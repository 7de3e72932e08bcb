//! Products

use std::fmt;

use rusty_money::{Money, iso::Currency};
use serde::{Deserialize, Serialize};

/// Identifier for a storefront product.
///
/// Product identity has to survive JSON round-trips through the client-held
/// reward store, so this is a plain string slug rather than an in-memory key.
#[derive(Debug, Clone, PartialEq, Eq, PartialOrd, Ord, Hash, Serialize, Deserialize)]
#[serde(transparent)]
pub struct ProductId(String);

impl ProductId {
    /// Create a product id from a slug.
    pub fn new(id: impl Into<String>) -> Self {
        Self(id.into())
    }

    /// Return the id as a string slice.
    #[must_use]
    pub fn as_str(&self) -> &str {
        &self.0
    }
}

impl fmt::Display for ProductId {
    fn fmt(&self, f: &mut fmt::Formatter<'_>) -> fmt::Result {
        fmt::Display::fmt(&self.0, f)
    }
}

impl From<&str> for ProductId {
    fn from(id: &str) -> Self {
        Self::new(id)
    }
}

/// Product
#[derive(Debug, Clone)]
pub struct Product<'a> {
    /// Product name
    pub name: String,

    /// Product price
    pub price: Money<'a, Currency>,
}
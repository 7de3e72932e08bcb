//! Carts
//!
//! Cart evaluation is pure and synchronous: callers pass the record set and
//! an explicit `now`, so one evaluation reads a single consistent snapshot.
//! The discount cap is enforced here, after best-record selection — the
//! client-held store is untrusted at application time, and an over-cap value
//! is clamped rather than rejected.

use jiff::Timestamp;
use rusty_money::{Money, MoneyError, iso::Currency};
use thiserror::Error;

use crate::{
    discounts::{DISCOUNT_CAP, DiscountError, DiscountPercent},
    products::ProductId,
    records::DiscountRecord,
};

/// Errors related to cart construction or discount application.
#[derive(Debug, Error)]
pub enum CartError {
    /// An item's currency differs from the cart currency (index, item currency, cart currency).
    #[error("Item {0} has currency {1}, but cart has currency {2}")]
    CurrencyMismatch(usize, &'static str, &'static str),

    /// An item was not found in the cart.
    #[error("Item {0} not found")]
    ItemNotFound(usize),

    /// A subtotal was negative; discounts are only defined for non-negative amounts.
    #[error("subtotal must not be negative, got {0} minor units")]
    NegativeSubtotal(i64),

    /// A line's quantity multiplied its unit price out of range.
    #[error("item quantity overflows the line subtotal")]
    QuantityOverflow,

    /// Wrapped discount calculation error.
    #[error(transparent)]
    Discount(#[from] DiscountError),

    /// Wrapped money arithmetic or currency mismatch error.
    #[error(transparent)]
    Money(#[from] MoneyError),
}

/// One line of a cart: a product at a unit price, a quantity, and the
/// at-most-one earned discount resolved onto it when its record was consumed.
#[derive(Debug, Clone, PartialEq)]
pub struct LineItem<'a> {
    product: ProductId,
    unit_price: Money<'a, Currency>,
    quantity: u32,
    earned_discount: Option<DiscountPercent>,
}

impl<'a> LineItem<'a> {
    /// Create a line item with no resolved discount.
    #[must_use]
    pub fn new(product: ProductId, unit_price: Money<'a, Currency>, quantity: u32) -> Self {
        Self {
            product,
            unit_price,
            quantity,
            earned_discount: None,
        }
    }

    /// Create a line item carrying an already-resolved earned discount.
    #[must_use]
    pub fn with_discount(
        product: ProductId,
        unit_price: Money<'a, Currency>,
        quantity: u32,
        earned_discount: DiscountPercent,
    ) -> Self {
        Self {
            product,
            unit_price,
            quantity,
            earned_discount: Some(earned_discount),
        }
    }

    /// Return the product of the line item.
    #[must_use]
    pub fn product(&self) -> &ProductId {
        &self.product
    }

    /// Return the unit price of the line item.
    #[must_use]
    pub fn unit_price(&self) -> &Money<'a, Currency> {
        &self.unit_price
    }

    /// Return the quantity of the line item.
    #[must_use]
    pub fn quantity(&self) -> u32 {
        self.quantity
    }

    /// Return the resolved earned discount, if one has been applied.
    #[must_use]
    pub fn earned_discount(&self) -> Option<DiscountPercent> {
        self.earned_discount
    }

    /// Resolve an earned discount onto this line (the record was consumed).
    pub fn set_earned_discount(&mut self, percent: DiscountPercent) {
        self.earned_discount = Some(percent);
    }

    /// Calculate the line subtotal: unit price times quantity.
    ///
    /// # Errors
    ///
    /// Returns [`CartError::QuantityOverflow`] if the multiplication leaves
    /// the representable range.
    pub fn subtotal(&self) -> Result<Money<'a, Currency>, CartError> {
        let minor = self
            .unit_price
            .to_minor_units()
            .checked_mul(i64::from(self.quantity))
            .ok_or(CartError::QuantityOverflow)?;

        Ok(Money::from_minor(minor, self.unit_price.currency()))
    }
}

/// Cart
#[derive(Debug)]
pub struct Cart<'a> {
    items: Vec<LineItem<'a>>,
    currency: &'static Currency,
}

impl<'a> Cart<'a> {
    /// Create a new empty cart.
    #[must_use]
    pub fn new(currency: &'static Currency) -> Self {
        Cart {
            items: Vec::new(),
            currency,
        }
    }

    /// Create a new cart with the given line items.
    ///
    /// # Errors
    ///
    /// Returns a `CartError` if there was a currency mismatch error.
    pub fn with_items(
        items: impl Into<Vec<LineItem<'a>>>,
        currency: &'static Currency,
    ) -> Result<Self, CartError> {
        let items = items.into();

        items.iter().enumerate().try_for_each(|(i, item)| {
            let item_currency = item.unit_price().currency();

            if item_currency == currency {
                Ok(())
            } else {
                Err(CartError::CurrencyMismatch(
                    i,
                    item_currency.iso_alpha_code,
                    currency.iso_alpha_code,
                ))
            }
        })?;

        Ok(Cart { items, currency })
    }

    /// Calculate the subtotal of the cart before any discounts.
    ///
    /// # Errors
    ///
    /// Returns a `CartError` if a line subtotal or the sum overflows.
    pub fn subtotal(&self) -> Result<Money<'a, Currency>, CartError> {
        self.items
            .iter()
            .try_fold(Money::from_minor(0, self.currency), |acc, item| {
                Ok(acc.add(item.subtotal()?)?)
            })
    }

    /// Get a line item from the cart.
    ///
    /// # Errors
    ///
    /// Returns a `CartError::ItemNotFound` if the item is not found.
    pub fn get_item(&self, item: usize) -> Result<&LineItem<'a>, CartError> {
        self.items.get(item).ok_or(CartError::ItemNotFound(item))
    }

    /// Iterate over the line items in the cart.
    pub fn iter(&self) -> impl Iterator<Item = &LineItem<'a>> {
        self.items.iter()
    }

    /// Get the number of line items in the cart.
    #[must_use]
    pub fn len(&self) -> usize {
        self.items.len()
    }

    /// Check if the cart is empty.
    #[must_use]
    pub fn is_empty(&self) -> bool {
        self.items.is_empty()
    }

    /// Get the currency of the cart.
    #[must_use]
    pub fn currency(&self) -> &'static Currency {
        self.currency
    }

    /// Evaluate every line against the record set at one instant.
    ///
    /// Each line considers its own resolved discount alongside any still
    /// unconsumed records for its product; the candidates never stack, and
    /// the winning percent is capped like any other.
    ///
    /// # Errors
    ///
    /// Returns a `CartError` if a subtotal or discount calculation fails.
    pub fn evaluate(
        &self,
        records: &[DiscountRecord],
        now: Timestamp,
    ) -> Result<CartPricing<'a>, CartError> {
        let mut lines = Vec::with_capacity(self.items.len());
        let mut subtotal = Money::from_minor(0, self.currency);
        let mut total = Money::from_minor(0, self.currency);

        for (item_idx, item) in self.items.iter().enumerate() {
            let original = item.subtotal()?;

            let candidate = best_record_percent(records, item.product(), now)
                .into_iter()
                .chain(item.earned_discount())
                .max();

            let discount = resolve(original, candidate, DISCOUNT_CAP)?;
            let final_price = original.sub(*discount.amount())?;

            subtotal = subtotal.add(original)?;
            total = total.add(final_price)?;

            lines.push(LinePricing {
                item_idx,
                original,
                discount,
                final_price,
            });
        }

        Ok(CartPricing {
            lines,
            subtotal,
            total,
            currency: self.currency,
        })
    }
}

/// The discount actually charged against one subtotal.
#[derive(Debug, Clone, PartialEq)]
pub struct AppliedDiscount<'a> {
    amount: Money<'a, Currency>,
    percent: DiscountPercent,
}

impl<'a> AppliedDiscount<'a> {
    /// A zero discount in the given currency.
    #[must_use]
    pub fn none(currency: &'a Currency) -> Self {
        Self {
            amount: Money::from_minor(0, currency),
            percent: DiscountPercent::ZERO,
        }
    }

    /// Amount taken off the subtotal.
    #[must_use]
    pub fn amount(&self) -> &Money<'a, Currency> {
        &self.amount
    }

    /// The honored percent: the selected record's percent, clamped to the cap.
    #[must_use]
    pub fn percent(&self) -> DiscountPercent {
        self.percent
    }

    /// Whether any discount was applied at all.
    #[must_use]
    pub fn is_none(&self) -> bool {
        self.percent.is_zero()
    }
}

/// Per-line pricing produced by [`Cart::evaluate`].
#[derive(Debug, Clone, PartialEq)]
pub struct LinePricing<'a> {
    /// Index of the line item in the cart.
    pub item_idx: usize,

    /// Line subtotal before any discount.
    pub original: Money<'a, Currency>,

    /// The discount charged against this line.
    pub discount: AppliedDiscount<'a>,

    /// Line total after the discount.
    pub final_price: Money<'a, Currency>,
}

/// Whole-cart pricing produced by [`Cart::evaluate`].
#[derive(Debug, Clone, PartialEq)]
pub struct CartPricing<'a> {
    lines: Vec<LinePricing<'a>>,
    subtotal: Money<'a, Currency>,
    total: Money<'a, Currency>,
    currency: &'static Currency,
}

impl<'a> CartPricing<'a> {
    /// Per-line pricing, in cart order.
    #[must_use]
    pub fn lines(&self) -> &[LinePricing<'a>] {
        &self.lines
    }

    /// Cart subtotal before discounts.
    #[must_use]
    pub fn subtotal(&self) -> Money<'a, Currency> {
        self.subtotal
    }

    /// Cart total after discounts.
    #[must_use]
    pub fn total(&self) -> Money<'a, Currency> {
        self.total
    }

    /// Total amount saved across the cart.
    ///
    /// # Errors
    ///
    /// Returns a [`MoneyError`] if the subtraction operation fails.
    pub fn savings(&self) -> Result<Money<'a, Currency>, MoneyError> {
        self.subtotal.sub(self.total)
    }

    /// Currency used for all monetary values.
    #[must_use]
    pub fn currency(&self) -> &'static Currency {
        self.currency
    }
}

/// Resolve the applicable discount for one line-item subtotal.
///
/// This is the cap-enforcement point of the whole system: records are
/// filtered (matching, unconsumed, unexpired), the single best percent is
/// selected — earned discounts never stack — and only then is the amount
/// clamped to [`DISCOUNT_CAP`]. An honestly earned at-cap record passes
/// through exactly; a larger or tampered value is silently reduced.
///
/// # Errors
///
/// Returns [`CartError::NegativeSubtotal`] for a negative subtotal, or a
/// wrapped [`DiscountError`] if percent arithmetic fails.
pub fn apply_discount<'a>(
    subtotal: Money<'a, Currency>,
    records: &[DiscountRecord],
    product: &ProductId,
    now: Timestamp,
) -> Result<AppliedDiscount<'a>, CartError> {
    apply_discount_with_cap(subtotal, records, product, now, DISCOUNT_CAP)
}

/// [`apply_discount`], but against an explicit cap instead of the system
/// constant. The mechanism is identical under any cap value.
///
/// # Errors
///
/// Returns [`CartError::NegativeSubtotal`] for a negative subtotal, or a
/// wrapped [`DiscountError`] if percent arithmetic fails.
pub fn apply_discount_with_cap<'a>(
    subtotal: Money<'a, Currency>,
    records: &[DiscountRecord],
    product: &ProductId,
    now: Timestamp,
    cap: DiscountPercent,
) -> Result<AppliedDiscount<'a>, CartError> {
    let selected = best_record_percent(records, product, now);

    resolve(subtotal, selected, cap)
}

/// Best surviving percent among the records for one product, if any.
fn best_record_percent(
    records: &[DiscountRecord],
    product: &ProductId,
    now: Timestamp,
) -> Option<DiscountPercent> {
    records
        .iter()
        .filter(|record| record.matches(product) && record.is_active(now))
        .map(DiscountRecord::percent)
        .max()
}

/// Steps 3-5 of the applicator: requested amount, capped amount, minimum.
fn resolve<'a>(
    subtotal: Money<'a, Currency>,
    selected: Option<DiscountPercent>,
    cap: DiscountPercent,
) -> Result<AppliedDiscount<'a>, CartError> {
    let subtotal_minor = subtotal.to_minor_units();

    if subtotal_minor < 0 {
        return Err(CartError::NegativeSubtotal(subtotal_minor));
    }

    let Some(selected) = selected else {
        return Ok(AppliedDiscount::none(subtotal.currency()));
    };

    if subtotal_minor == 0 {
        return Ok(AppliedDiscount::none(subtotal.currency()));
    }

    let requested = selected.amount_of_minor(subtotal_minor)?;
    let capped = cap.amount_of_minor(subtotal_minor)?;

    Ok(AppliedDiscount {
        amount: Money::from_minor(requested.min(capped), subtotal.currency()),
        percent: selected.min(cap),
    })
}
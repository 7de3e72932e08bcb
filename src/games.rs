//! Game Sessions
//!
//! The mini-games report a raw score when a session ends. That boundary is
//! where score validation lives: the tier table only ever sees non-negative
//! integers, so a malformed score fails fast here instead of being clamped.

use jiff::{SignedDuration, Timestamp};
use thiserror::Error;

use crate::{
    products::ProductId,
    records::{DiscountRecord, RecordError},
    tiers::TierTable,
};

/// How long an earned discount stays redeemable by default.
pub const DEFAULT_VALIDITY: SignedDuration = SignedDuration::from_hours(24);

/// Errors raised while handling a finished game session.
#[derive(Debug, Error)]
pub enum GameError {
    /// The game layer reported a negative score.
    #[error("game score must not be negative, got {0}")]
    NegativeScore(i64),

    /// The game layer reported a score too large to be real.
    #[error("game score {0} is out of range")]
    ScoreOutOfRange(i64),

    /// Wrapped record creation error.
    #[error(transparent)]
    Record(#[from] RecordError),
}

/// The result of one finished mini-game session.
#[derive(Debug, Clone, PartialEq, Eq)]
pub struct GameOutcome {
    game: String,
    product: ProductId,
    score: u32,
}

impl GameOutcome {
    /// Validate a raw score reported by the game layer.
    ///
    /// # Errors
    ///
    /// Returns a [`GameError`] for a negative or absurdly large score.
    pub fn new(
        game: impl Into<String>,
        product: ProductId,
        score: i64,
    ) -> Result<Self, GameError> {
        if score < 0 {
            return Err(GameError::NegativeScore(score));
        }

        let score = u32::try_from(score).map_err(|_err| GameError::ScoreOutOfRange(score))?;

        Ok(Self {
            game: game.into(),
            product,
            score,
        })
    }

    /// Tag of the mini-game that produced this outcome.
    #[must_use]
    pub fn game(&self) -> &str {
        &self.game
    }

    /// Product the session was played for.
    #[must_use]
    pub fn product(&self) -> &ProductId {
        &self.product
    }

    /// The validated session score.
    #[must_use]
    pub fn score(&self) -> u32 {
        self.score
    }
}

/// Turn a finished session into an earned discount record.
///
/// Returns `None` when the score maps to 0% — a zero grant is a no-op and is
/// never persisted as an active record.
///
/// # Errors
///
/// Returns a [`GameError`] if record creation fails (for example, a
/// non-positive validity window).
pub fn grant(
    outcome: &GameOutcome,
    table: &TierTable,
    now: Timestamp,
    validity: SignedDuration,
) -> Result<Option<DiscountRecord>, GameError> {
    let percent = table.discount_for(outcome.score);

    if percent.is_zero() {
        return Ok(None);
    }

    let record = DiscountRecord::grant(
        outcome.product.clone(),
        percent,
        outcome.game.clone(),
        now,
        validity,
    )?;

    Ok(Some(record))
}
******************************
WHAT YOU SHOULD DO:
Could you transcribe the entries above word for word, from the line with "let original = item.subtotal()?;" down to the line with "subtotal = subtotal.add(original)?;", keeping both?

ANSWER TO THE PROBLEM:
            let original = item.subtotal()?;

            let candidate = best_record_percent(records, item.product(), now)
                .into_iter()
                .chain(item.earned_discount())
                .max();

            let discount = resolve(original, candidate, DISCOUNT_CAP)?;
            let final_price = original.sub(*discount.amount())?;

            subtotal = subtotal.add(original)?;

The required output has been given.